Moneybox

The $7 Billion Ego

Did J.P. Morgan Chase waste billions so its CEO could keep his job?

How much is a CEO worth? According to Business Week’s2003 executive pay survey, CEOs took home an average of $8.1 million last year, up 9.1 percent from the year before. Shareholders at J.P. Morgan Chase wish they were only paying for CEO William B. Harrison’s $1 million salary. Now it looks like they’re also paying $7 billion so he can keep his job for another two years.

The story of the $7 billion man is about what happens when two big business egos clash. On July 1, Chase completed its $58 billion acquisition of Bank One. The move was hailed as the final masterstroke in Harrison’s long but uneven career. The son and grandson of North Carolina bankers, the 60-year-old Harrison has been Chase CEO since 1999 and made a series of expensive bets with his shareholders’ money, all as part of an effort to keep up with longtime rival Citigroup. Under his leadership, Chase plunged into private equity and dot-com investing, lent heavily to the telecom and energy sectors, and spent loads of money on acquisitions such as J.P. Morgan. But frequently the dice came up snake eyes. By late 2002, things were going badly, as the stock fell from the low $50s in early 2001 to about $15 in October 2002.

Harrison’s grip at the helm was growing tenuous. But he saw salvation in yet another deal. Chicago-based Bank One, run by the charismatic Citigroup exile Jamie Dimon, seemed like a natural acquisition. Dimon had pulled off an impressive turnaround at Bank One.

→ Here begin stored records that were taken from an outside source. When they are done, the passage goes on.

//! anime2x command-line front end
//!
//! Gathers the submission from the command line, runs the preflight checks,
//! submits the batch and prints the progress stream. Ctrl-C cancels the run.

use anime2x_engine::{
    collect_inputs, run_preflight, run_status_server, Config, ConfigError, Engine, FailurePolicy,
    JobParameters, Multiplier, ProgressKind,
};
use clap::{ArgAction, Parser};
use std::net::SocketAddr;
use std::path::PathBuf;
use std::process::ExitCode;
use tracing_subscriber::{fmt, prelude::*, EnvFilter};

const DEFAULT_CONFIG: &str = "config.toml";

/// anime2x - interpolate and upscale videos through rife and Real-ESRGAN
#[derive(Parser, Debug)]
#[command(name = "anime2x")]
#[command(author, version, about, long_about = None)]
struct Args {
    /// Input videos, or directories to search for videos
    #[arg(required = true)]
    inputs: Vec<PathBuf>,

    /// Directory receiving the results and the working frame directories
    #[arg(short, long)]
    output: PathBuf,

    /// Frame interpolation multiplier (1, 2 or 4)
    #[arg(short, long, default_value = "1")]
    interpolate: Multiplier,

    /// Upscaling multiplier (1, 2 or 4)
    #[arg(short, long, default_value = "1")]
    upscale: Multiplier,

    /// Output container, e.g. mp4 or gif (default: keep the input's)
    #[arg(short, long)]
    format: Option<String>,

    /// Open the output directory when the batch finishes
    #[arg(long)]
    reveal: bool,

    /// Path to the configuration file (config.toml)
    #[arg(short, long)]
    config: Option<PathBuf>,

    /// Skip the tool checks before submitting
    #[arg(long)]
    skip_checks: bool,

    /// Serve the engine status as JSON on this address, e.g. 127.0.0.1:7878
    #[arg(long)]
    status_addr: Option<SocketAddr>,

    /// Skip failing inputs instead of stopping the batch
    #[arg(long)]
    keep_going: bool,

    /// Increase log verbosity (-v info, -vv debug)
    #[arg(short, long, action = ArgAction::Count)]
    verbose: u8,
}

impl Args {
    fn job_parameters(&self) -> JobParameters {
        let params = JobParameters::new(collect_inputs(&self.inputs), &self.output)
            .with_interpolation(self.interpolate)
            .with_upscale(self.upscale)
            .with_reveal(self.reveal);
        match &self.format {
            Some(format) => params.with_format(format.clone()),
            None => params,
        }
    }

    fn load_config(&self) -> Result<Config, ConfigError> {
        let mut config = match &self.config {
            Some(path) => Config::load(path)?,
            None => Config::load_or_default(DEFAULT_CONFIG)?,
        };
        if self.keep_going {
            config.pipeline.failure_policy = FailurePolicy::Skip;
        }
        Ok(config)
    }
}

/// Logs go to stderr so stdout carries only the progress stream.
fn init_tracing(verbose: u8) {
    let default_level = match verbose {
        0 => "warn",
        1 => "info",
        _ => "debug",
    };
    let filter =
        EnvFilter::try_from_default_env().unwrap_or_else(|_| EnvFilter::new(default_level));

    tracing_subscriber::registry()
        .with(fmt::layer().with_writer(std::io::stderr).with_target(false))
        .with(filter)
        .init();
}

#[tokio::main]
async fn main() -> ExitCode {
    let args = Args::parse();
    init_tracing(args.verbose);

    let config = match args.load_config() {
        Ok(config) => config,
        Err(e) => {
            eprintln!("Failed to load configuration: {}", e);
            return ExitCode::FAILURE;
        }
    };

    if args.skip_checks {
        tracing::warn!("skipping preflight checks (--skip-checks enabled)");
    } else if let Err(e) = run_preflight(&config, args.interpolate, args.upscale) {
        eprintln!("Preflight check failed: {}", e);
        return ExitCode::FAILURE;
    }

    let (engine, mut progress) = Engine::start(config);

    if let Some(addr) = args.status_addr {
        let status = engine.status();
        tokio::spawn(async move {
            if let Err(e) = run_status_server(status, addr).await {
                tracing::error!(error = %e, "status server failed");
            }
        });
    }

    if let Err(e) = engine.submit(args.job_parameters()) {
        eprintln!("Failed to submit batch: {}", e);
        return ExitCode::FAILURE;
    }

    let ctrl_c = tokio::signal::ctrl_c();
    tokio::pin!(ctrl_c);
    let mut interrupted = false;
    let mut failed_jobs = 0usize;
    let mut outcome = None;

    while outcome.is_none() {
        tokio::select! {
            result = &mut ctrl_c, if !interrupted => {
                interrupted = true;
                match result {
                    Ok(()) => engine.cancel(),
                    Err(e) => tracing::warn!(error = %e, "could not listen for Ctrl-C"),
                }
            }
            event = progress.recv() => match event {
                Some(event) => {
                    println!("{}", event);
                    if event.kind == ProgressKind::JobFailed {
                        failed_jobs += 1;
                    }
                    if event.is_terminal() {
                        outcome = Some(event.kind);
                    }
                }
                None => outcome = Some(ProgressKind::Halted),
            },
        }
    }

    engine.shutdown().await;

    match outcome {
        Some(ProgressKind::BatchFinished) if failed_jobs == 0 => ExitCode::SUCCESS,
        _ => ExitCode::FAILURE,
    }
}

With his operational expertise and cadre of loyal bankers, Dimon could help improve morale and performance at Chase and eventually succeed Harrison.

In a New York Times article published on June 27, Landon Thomas Jr. reported that Harrison and Dimon had first discussed a simple merger of equals. In other words, Chase and Bank One would simply pool their assets. But there was a catch, as Thomas reported: “Mr. Dimon, always the tough deal maker, offered to do the deal for no premium if he could become chief executive immediately, according to two people close to the deal.” But stepping down as CEO was a nonstarter for Harrison.

Dimon, the ambitious, lionized CEO of a large banking firm, was itching to get back to New York but not as a second fiddle. So he exploited Harrison’s concern for his status and legacy. Harrison wanted desperately to oversee the successful integration of a major acquisition and retire on his own terms. Dimon essentially told Harrison that he could remain CEO for two years, but that it would cost him. “When Mr. Harrison resisted, Mr. Dimon insisted on a premium, which Mr. Harrison was able to push down to 14 percent,” Thomas reported.

In other words, instead of simply swapping shares, J.P. Morgan Chase shareholders agreed to give Bank One stockholders 1.32 shares of J.P. Morgan Chase for each share of Bank One. Given the differences in the prices of the two stocks, that amounted to a $7 billion sweetener for Bank One shareholders. Harrison gets to remain chairman and chief executive officer, while Dimon settled for president and chief operating officer. Harrison is to stay boss for two years, then the job will pass to Dimon.

A lawsuit filed by plaintiffs’ firm Milberg Weiss Bershad & Schulman last week in Delaware charged that Harrison and the J.P. Morgan Chase & Co. board should have informed shareholders that the deal could have been executed as a merger if Dimon was given the top job. By putting his own interests ahead of Chase shareholders’, the lawsuit alleges, Harrison spent $7 billion in shareholders’ money so he could retain his post for another 24 months.

There is no telling if the lawsuit is meritorious or likely to win. Delaware courts give management wide latitude when it comes to making decisions about mergers and acquisitions. The deal could have hinged on a dozen other issues—aside from who would be CEO and for how long.

And the language surrounding the deal—whether it was a merger of equals or an acquisition—is essentially irrelevant now. The new company will be known as J.P. Morgan Chase & Co., but the board of directors is divided equally between the two companies.Dimon is not merely the heir apparent; employees and investors are already looking to him to make the changes necessary to revivify Chase.

But shareholders are paying an extra $3.5 billion a year for the next two years to have Harrison hang around in the top job. Management may be able to make the case that the extra cash made good economic sense. If Harrison had simply allowed Dimon to walk away from the deal, J.P. Morgan Chase shareholders would probably have been worse off in the long run. In theory, Harrison could have stuck around Chase for another five years, which could have easily cost shareholders $7 billion if the stock continued to sag. And if, come 2006, Dimon can do for Chase what he did for Bank One, shareholders will surely see the value of their holdings rise by more than $7 billion. That $7 billion could turn out to be money well spent, no matter how preposterous it seems today.